To which I responded:
- “… please, name one ‘phenomenon’ that has happened in your lifetime that was caused by man.”
Another person joined in with the following:
The Chernobyl Nuclear Explosion, The Bhopal Disaster, The Shrinking of the Aral Sea, E-waste in Guiyu, China, The Love Canal, Deep water horizon (BP) oil spill, Eccocide in Vietnam, Libby, Montana Asbestos Contamination. Do those count?
I do not have the time to go through all of the above but will respond quickly to two of them to make a point. One being that people generally work from front-page headlines of news sources and not the updates to them typically buried in B12. And my response to the question at the end of the list:
To which I say, “No, these do not count.” I am looking for man-caused actions that changed climate, like the stated IPCC claims of the impact of man on weather. (There really is nothing… everything we hear are mainly from computer models, and not observations.)
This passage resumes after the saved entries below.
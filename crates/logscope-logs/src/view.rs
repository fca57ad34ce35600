/// How a view follows new content
#[derive(Clone, Copy, Debug, PartialEq, Eq)]
pub enum FollowState {
    /// Auto-scroll is switched off
    Disabled,
    /// Pinned to the newest row
    Stuck,
    /// Auto-scroll is on but the user scrolled away from the tail
    ScrolledAway,
}

/// Per-view pause, follow and scroll state
#[derive(Clone, Debug)]
pub struct ViewState {
    paused: bool,
    auto_scroll: bool,
    stuck_to_bottom: bool,

    /// Store revision the rows were last built from
    last_revision: Option<u64>,

    /// First visible row
    offset: usize,

    /// Rows currently materialized for the view
    total_rows: usize,

    /// Rows that fit in the viewport
    visible_rows: usize,
}

impl Default for ViewState {
    fn default() -> Self {
        Self::new()
    }
}

impl ViewState {
    pub fn new() -> Self {
        Self {
            paused: false,
            auto_scroll: true,
            stuck_to_bottom: true,
            last_revision: None,
            offset: 0,
            total_rows: 0,
            visible_rows: 0,
        }
    }

    pub fn is_paused(&self) -> bool {
        self.paused
    }

    pub fn pause(&mut self) {
        self.paused = true;
    }

    /// Resume and force a re-read of the current store contents
    pub fn resume(&mut self) {
        self.paused = false;
        self.last_revision = None;
    }

    pub fn toggle_pause(&mut self) {
        if self.paused {
            self.resume();
        } else {
            self.pause();
        }
    }

    pub fn auto_scroll(&self) -> bool {
        self.auto_scroll
    }

    /// Turning auto-scroll on re-pins the view to the tail
    pub fn set_auto_scroll(&mut self, enabled: bool) {
        self.auto_scroll = enabled;
        if enabled {
            self.stuck_to_bottom = true;
            self.offset = self.max_offset();
        }
    }

    pub fn toggle_auto_scroll(&mut self) {
        self.set_auto_scroll(!self.auto_scroll);
    }

    pub fn follow_state(&self) -> FollowState {
        match (self.auto_scroll, self.stuck_to_bottom) {
            (false, _) => FollowState::Disabled,
            (true, true) => FollowState::Stuck,
            (true, false) => FollowState::ScrolledAway,
        }
    }

    pub fn is_stuck_to_bottom(&self) -> bool {
        self.auto_scroll && self.stuck_to_bottom
    }

    /// Record a user scroll that ended at or away from the tail
    pub fn on_scroll(&mut self, at_tail: bool) {
        if self.auto_scroll {
            self.stuck_to_bottom = at_tail;
        }
    }

    /// True when the view should rebuild its rows for `revision`
    pub fn needs_refresh(&self, revision: u64) -> bool {
        !self.paused && self.last_revision != Some(revision)
    }

    pub fn mark_refreshed(&mut self, revision: u64) {
        self.last_revision = Some(revision);
    }

    /// Force the next refresh, e.g. after the filter changed
    pub fn invalidate(&mut self) {
        self.last_revision = None;
    }

    pub fn offset(&self) -> usize {
        self.offset
    }

    pub fn total_rows(&self) -> usize {
        self.total_rows
    }

    pub fn visible_rows(&self) -> usize {
        self.visible_rows
    }

    fn max_offset(&self) -> usize {
        self.total_rows.saturating_sub(self.visible_rows)
    }

    pub fn at_tail(&self) -> bool {
        self.offset >= self.max_offset()
    }

    /// Index range of rows inside the viewport
    pub fn visible_range(&self) -> std::ops::Range<usize> {
        let start = self.offset.min(self.total_rows);
        let end = (self.offset + self.visible_rows).min(self.total_rows);
        start..end
    }

    /// Track new row count and viewport height, following the tail when stuck
    pub fn update_content_size(&mut self, total_rows: usize, visible_rows: usize) {
        self.total_rows = total_rows;
        self.visible_rows = visible_rows;
        if self.is_stuck_to_bottom() {
            self.offset = self.max_offset();
        } else {
            self.offset = self.offset.min(self.max_offset());
        }
    }

    pub fn scroll_up(&mut self, lines: usize) {
        self.offset = self.offset.saturating_sub(lines);
        self.on_scroll(self.at_tail());
    }

    pub fn scroll_down(&mut self, lines: usize) {
        self.offset = (self.offset + lines).min(self.max_offset());
        self.on_scroll(self.at_tail());
    }

    pub fn page_up(&mut self) {
        self.scroll_up(self.visible_rows.saturating_sub(1).max(1));
    }

    pub fn page_down(&mut self) {
        self.scroll_down(self.visible_rows.saturating_sub(1).max(1));
    }

    pub fn scroll_to_top(&mut self) {
        self.offset = 0;
        self.on_scroll(self.at_tail());
    }

    pub fn scroll_to_bottom(&mut self) {
        self.offset = self.max_offset();
        self.on_scroll(true);
    }
}

#[cfg(test)]
mod tests {
    use super::*;

    fn sized(total: usize, visible: usize) -> ViewState {
        let mut view = ViewState::new();
        view.update_content_size(total, visible);
        view
    }

    #[test]
    fn test_starts_stuck_at_tail() {
        let view = sized(100, 10);
        assert_eq!(view.follow_state(), FollowState::Stuck);
        assert_eq!(view.offset(), 90);
        assert_eq!(view.visible_range(), 90..100);
    }

    #[test]
    fn test_scroll_away_and_back() {
        let mut view = sized(100, 10);
        view.scroll_up(5);
        assert_eq!(view.follow_state(), FollowState::ScrolledAway);

        // New rows must not drag a scrolled-away view
        view.update_content_size(120, 10);
        assert_eq!(view.offset(), 85);

        view.scroll_down(1000);
        assert_eq!(view.follow_state(), FollowState::Stuck);
        view.update_content_size(130, 10);
        assert_eq!(view.offset(), 120);
    }

    #[test]
    fn test_disabled_auto_scroll_never_sticks() {
        let mut view = sized(50, 10);
        view.set_auto_scroll(false);
        assert_eq!(view.follow_state(), FollowState::Disabled);

        view.scroll_to_bottom();
        assert_eq!(view.follow_state(), FollowState::Disabled);
        let offset = view.offset();
        view.update_content_size(80, 10);
        assert_eq!(view.offset(), offset);

        view.toggle_auto_scroll();
        assert_eq!(view.follow_state(), FollowState::Stuck);
        assert_eq!(view.offset(), 70);
    }

    #[test]
    fn test_pause_blocks_refresh() {
        let mut view = ViewState::new();
        assert!(view.needs_refresh(1));
        view.mark_refreshed(1);
        assert!(!view.needs_refresh(1));
        assert!(view.needs_refresh(2));

        view.pause();
        assert!(!view.needs_refresh(3));

        view.resume();
        assert!(view.needs_refresh(1));
    }

    #[test]
    fn test_invalidate_forces_refresh() {
        let mut view = ViewState::new();
        view.mark_refreshed(4);
        view.invalidate();
        assert!(view.needs_refresh(4));
    }

    #[test]
    fn test_short_content_is_at_tail() {
        let mut view = sized(3, 10);
        assert_eq!(view.offset(), 0);
        view.scroll_to_top();
        assert!(view.at_tail());
        assert_eq!(view.follow_state(), FollowState::Stuck);
        assert_eq!(view.visible_range(), 0..3);
    }

    #[test]
    fn test_paging() {
        let mut view = sized(100, 11);
        view.scroll_to_top();
        view.page_down();
        assert_eq!(view.offset(), 10);
        view.page_up();
        assert_eq!(view.offset(), 0);
    }

    #[test]
    fn test_shrinking_content_clamps_offset() {
        let mut view = sized(100, 10);
        view.scroll_to_top();
        view.scroll_down(50);
        view.update_content_size(20, 10);
        assert_eq!(view.offset(), 10);
    }
}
Okay, let us start first with the…
Gulf (BP Spill)
We know there was corruption both on the government side as well as BP’s side, via the New York Times:
…Numerous Congressional and internal investigations have called the oversight agency badly mismanaged and at times corrupt. It has been rocked by regular scandals, including disclosures in 2008 that agency officials took bribes and engaged in drug use and sex with oil industry officials. And its own scientists have said that senior agency officials in recent years revised staff reports to eliminate environmental concerns that might have complicated oil-company drilling applications for offshore sites in waters near Alaska.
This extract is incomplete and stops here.